Souffler sur les braises de la division
Si l’aiguille des intentions de vote ne bouge pas dans la bonne direction pour Justin Trudeau, on peut s’attendre à ce que l’équipe libérale use de tous les moyens nécessaires au cours de la prochaine semaine pour renverser la vapeur.
Le ton de cette campagne risque ainsi de se durcir encore plus alors que Justin Trudeau tente déjà depuis quelques semaines de provoquer les militants anti-vaccin, qu’il essaie par tous les moyens d’associer à Erin O’Toole. Ce genre de stratégie, dite de «wedge politics», est monnaie commune aux États-Unis, où le recours à des enjeux controversés et clivants — les «wedge issues» — permet de créer de la division au sein de la population à son avantage.

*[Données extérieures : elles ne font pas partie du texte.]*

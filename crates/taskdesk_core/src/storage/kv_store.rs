use crate::error::AppError;
use std::collections::BTreeMap;
use std::path::PathBuf;

const STORE_FILE_NAME: &str = "storage.json";
const STORE_ENV_VAR: &str = "TASKDESK_STORE_PATH";

/// String-keyed persistent storage, the boundary the task store is written against.
pub trait KeyValueStore {
    fn get(&self, key: &str) -> Result<Option<String>, AppError>;

    fn set(&mut self, key: &str, value: &str) -> Result<(), AppError>;
}

#[derive(Debug, Default, Clone, PartialEq, Eq)]
pub struct MemoryStore {
    entries: BTreeMap<String, String>,
}

impl MemoryStore {
    pub fn new() -> Self {
        Self::default()
    }

    pub fn with_entry(mut self, key: &str, value: &str) -> Self {
        self.entries.insert(key.to_string(), value.to_string());
        self
    }
}

impl KeyValueStore for MemoryStore {
    fn get(&self, key: &str) -> Result<Option<String>, AppError> {
        Ok(self.entries.get(key).cloned())
    }

    fn set(&mut self, key: &str, value: &str) -> Result<(), AppError> {
        self.entries.insert(key.to_string(), value.to_string());
        Ok(())
    }
}

/// All keys in one JSON object file, rewritten on every change.
#[derive(Debug, Clone)]
pub struct FileStore {
    path: PathBuf,
}

impl FileStore {
    pub fn open(path: impl Into<PathBuf>) -> Self {
        Self { path: path.into() }
    }

    pub fn open_default() -> Result<Self, AppError> {
        Ok(Self::open(store_path()?))
    }

    fn read_entries(&self) -> Result<BTreeMap<String, String>, AppError> {
        if !self.path.exists() {
            return Ok(BTreeMap::new());
        }

        let content = std::fs::read_to_string(&self.path)
            .map_err(|err| AppError::io(format!("{}: {}", self.path.display(), err)))?;
        if content.trim().is_empty() {
            return Ok(BTreeMap::new());
        }
        serde_json::from_str(&content).map_err(|err| {
            AppError::invalid_data(format!("invalid JSON in {}: {}", self.path.display(), err))
        })
    }

    fn write_entries(&self, entries: &BTreeMap<String, String>) -> Result<(), AppError> {
        if let Some(parent) = self.path.parent() {
            std::fs::create_dir_all(parent).map_err(|err| AppError::io(err.to_string()))?;
        }

        let content = serde_json::to_string_pretty(entries)
            .map_err(|err| AppError::invalid_data(err.to_string()))?;
        std::fs::write(&self.path, content).map_err(|err| AppError::io(err.to_string()))?;

        #[cfg(unix)]
        {
            use std::os::unix::fs::PermissionsExt;
            let permissions = std::fs::Permissions::from_mode(0o600);
            std::fs::set_permissions(&self.path, permissions)
                .map_err(|err| AppError::io(err.to_string()))?;
        }

        Ok(())
    }
}

impl KeyValueStore for FileStore {
    fn get(&self, key: &str) -> Result<Option<String>, AppError> {
        Ok(self.read_entries()?.remove(key))
    }

    fn set(&mut self, key: &str, value: &str) -> Result<(), AppError> {
        let mut entries = self.read_entries()?;
        entries.insert(key.to_string(), value.to_string());
        self.write_entries(&entries)
    }
}

pub fn store_path() -> Result<PathBuf, AppError> {
    if let Ok(path) = std::env::var(STORE_ENV_VAR)
        && !path.trim().is_empty()
    {
        return Ok(PathBuf::from(path));
    }

    Ok(crate::config::app_dir()?.join(STORE_FILE_NAME))
}
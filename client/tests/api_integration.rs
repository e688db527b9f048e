//! Integration tests for the HTTP adapter and resource façade against a
//! mock backend.

#![allow(clippy::unwrap_used)]
#![allow(clippy::panic)]

use std::sync::Arc;

use caritas_client::{
    ApiError, CampaignFilter, CampaignKind, CampaignStatus, CaritasClient, ClientConfig,
    Credentials, FileUpload, MemorySessionStore, NewDonatedItem, NewFund, Session, SessionStore,
    UserSummary,
};
use serde_json::json;
use wiremock::matchers::{body_string_contains, header, method, path, query_param};
use wiremock::{Mock, MockServer, ResponseTemplate};

fn sample_session() -> Session {
    Session {
        token: "t0k3n".to_owned(),
        user: UserSummary {
            id: "u1".to_owned(),
            name: "Ada".to_owned(),
            email: "ada@example.org".to_owned(),
        },
        roles: vec!["donor".to_owned()],
    }
}

fn client_for(server: &MockServer) -> (CaritasClient, Arc<MemorySessionStore>) {
    let store = Arc::new(MemorySessionStore::new());
    let client = CaritasClient::with_store(
        ClientConfig::new(server.uri()),
        Arc::clone(&store) as Arc<dyn SessionStore>,
    )
    .unwrap();
    (client, store)
}

async fn mount_csrf(server: &MockServer, expected_fetches: u64) {
    Mock::given(method("GET"))
        .and(path("/sanctum/csrf-cookie"))
        .respond_with(
            ResponseTemplate::new(204)
                .insert_header("set-cookie", "XSRF-TOKEN=abc%3D123; path=/; samesite=lax"),
        )
        .expect(expected_fetches)
        .mount(server)
        .await;
}

#[tokio::test]
async fn bearer_token_attached_when_session_present() {
    let server = MockServer::start().await;
    let (client, store) = client_for(&server);
    store.set(sample_session());

    Mock::given(method("GET"))
        .and(path("/api/v1/user"))
        .and(header("authorization", "Bearer t0k3n"))
        .respond_with(ResponseTemplate::new(200).set_body_json(json!({
            "data": { "id": "u1", "name": "Ada", "email": "ada@example.org" }
        })))
        .expect(1)
        .mount(&server)
        .await;

    let user = client.auth().current_user().await.unwrap();
    assert_eq!(user.id, "u1");
}

#[tokio::test]
async fn no_bearer_header_while_logged_out() {
    let server = MockServer::start().await;
    let (client, store) = client_for(&server);
    assert!(store.get().is_none());

    Mock::given(method("GET"))
        .and(path("/api/v1/campaigns"))
        .and(|request: &wiremock::Request| !request.headers.contains_key("authorization"))
        .respond_with(ResponseTemplate::new(200).set_body_json(json!({ "data": [] })))
        .expect(1)
        .mount(&server)
        .await;

    let page = client
        .campaigns()
        .list(&CampaignFilter::default())
        .await
        .unwrap();
    assert!(page.items.is_empty());
}

#[tokio::test]
async fn csrf_cookie_fetched_exactly_once_across_mutations() {
    let server = MockServer::start().await;
    let (client, _store) = client_for(&server);
    mount_csrf(&server, 1).await;

    Mock::given(method("POST"))
        .and(path("/api/v1/funds"))
        .and(header("x-xsrf-token", "abc=123"))
        .respond_with(ResponseTemplate::new(201).set_body_json(json!({
            "data": { "id": "f1", "campaignId": "c1", "amount": 50_000.0, "status": "pending" }
        })))
        .expect(2)
        .mount(&server)
        .await;

    let fund = NewFund {
        campaign_id: "c1".to_owned(),
        amount: 50_000.0,
        donor_name: None,
    };
    client.donations().create_fund(&fund).await.unwrap();
    client.donations().create_fund(&fund).await.unwrap();
    // MockServer verifies the expect(1) on the cookie endpoint at drop.
}

#[tokio::test]
async fn validation_error_carries_field_messages() {
    let server = MockServer::start().await;
    let (client, _store) = client_for(&server);
    mount_csrf(&server, 1).await;

    Mock::given(method("POST"))
        .and(path("/api/v1/login"))
        .respond_with(ResponseTemplate::new(422).set_body_json(json!({
            "message": "The given data was invalid.",
            "errors": { "email": ["Email is invalid"] }
        })))
        .mount(&server)
        .await;

    let error = client
        .auth()
        .login(&Credentials {
            email: "not-an-email".to_owned(),
            password: "pw".to_owned(),
        })
        .await
        .unwrap_err();
    match error {
        ApiError::Validation(errors) => {
            assert_eq!(errors.first("email"), Some("Email is invalid"));
        }
        other => panic!("expected validation error, got {other:?}"),
    }
}

#[tokio::test]
async fn auth_error_is_classified_and_leaves_session_untouched() {
    let server = MockServer::start().await;
    let (client, store) = client_for(&server);
    store.set(sample_session());

    Mock::given(method("GET"))
        .and(path("/api/v1/admin/users"))
        .respond_with(ResponseTemplate::new(401))
        .mount(&server)
        .await;

    let error = client.users().list(None).await.unwrap_err();
    assert!(matches!(error, ApiError::Auth { status: 401 }));
    // Clearing the session is the caller's decision, never the adapter's.
    assert!(store.get().is_some());
}

#[tokio::test]
async fn server_error_carries_status_and_body() {
    let server = MockServer::start().await;
    let (client, _store) = client_for(&server);

    Mock::given(method("GET"))
        .and(path("/api/v1/campaigns/c1"))
        .respond_with(ResponseTemplate::new(500).set_body_string("boom"))
        .mount(&server)
        .await;

    let error = client.campaigns().get("c1").await.unwrap_err();
    match error {
        ApiError::Server { status, message } => {
            assert_eq!(status, 500);
            assert_eq!(message, "boom");
        }
        other => panic!("expected server error, got {other:?}"),
    }
}

#[tokio::test]
async fn campaign_list_normalizes_double_wrapped_paginator() {
    let server = MockServer::start().await;
    let (client, _store) = client_for(&server);

    Mock::given(method("GET"))
        .and(path("/api/v1/campaigns"))
        .and(query_param("type", "fundraiser"))
        .respond_with(ResponseTemplate::new(200).set_body_json(json!({
            "data": {
                "data": [{
                    "id": "x",
                    "type": "fundraiser",
                    "attributes": { "title": "School roof", "status": "on_progress" }
                }],
                "current_page": 1,
                "last_page": 1
            }
        })))
        .mount(&server)
        .await;

    let page = client
        .campaigns()
        .list(&CampaignFilter {
            kind: Some(CampaignKind::Fundraiser),
            ..CampaignFilter::default()
        })
        .await
        .unwrap();
    assert_eq!(page.items.len(), 1);
    assert_eq!(page.page, 1);
    assert_eq!(page.total_pages, 1);
    assert_eq!(page.items[0].attributes.status, CampaignStatus::OnProgress);
}

#[tokio::test]
async fn empty_envelope_yields_empty_list_not_error() {
    let server = MockServer::start().await;
    let (client, _store) = client_for(&server);

    Mock::given(method("GET"))
        .and(path("/api/v1/campaigns"))
        .respond_with(ResponseTemplate::new(200).set_body_json(json!({})))
        .mount(&server)
        .await;

    let page = client
        .campaigns()
        .list(&CampaignFilter::default())
        .await
        .unwrap();
    assert!(page.items.is_empty());
    assert_eq!(page.page, 1);
}

#[tokio::test]
async fn donated_item_upload_sends_multipart_fields_and_photos() {
    let server = MockServer::start().await;
    let (client, _store) = client_for(&server);
    mount_csrf(&server, 1).await;

    Mock::given(method("POST"))
        .and(path("/api/v1/donated-items"))
        .and(body_string_contains("name=\"campaign_id\""))
        .and(body_string_contains("name=\"photos[]\""))
        .and(body_string_contains("filename=\"box.jpg\""))
        .respond_with(ResponseTemplate::new(201).set_body_json(json!({
            "data": {
                "id": "d1",
                "campaignId": "c1",
                "quantity": 3,
                "status": "pending"
            }
        })))
        .expect(1)
        .mount(&server)
        .await;

    let item = NewDonatedItem {
        campaign_id: "c1".to_owned(),
        description: "Winter clothes".to_owned(),
        quantity: 3,
        donor_name: Some("Ada".to_owned()),
    };
    let photos = vec![FileUpload::new("box.jpg", "image/jpeg", b"jpegbytes".to_vec())];
    let donated = client
        .donations()
        .create_donated_item(&item, photos)
        .await
        .unwrap();
    assert_eq!(donated.id, "d1");
}

#[tokio::test]
async fn login_writes_store_and_logout_clears_it() {
    let server = MockServer::start().await;
    let (client, store) = client_for(&server);
    mount_csrf(&server, 1).await;

    Mock::given(method("POST"))
        .and(path("/api/v1/login"))
        .respond_with(ResponseTemplate::new(200).set_body_json(json!({
            "data": {
                "token": "fresh-token",
                "user": { "id": "u1", "name": "Ada", "email": "ada@example.org" },
                "roles": ["donor"]
            }
        })))
        .mount(&server)
        .await;
    Mock::given(method("POST"))
        .and(path("/api/v1/logout"))
        .respond_with(ResponseTemplate::new(204))
        .mount(&server)
        .await;

    let session = client
        .auth()
        .login(&Credentials {
            email: "ada@example.org".to_owned(),
            password: "pw".to_owned(),
        })
        .await
        .unwrap();
    assert_eq!(session.token, "fresh-token");
    assert_eq!(store.get().map(|s| s.token), Some("fresh-token".to_owned()));

    client.auth().logout().await.unwrap();
    assert!(store.get().is_none());
}

#[tokio::test]
async fn logout_clears_store_even_when_token_already_dead() {
    let server = MockServer::start().await;
    let (client, store) = client_for(&server);
    store.set(sample_session());
    mount_csrf(&server, 1).await;

    Mock::given(method("POST"))
        .and(path("/api/v1/logout"))
        .respond_with(ResponseTemplate::new(401))
        .mount(&server)
        .await;

    client.auth().logout().await.unwrap();
    assert!(store.get().is_none());
}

C’est toutefois un jeu dangereux ; en tentant de semer la division sur des questions vitales comme la vaccination obligatoire dans le seul but de mettre ses adversaires en déroute, Justin Trudeau ne contribue-t-il pas lui-même à attiser les tensions sociales sur le sujet?
Chose certaine, ce n’est rien pour apaiser le climat politique toxique. Et les conspirationnistes, ne se rendant pas compte qu’ils servent les intérêts du Parti libéral en aidant à sa réélection avec une telle effusion d’agressivité et de violence, continueront probablement de lancer des roches sur l’autobus de campagne de Justin Trudeau et sur les médias qui le suivent…
Pour les libéraux, on est définitivement loin de la campagne de 2015, des discours rassembleurs et des grands bains de foule avec selfies.
Serions-nous arrivés à la fin des «voies ensoleillées»?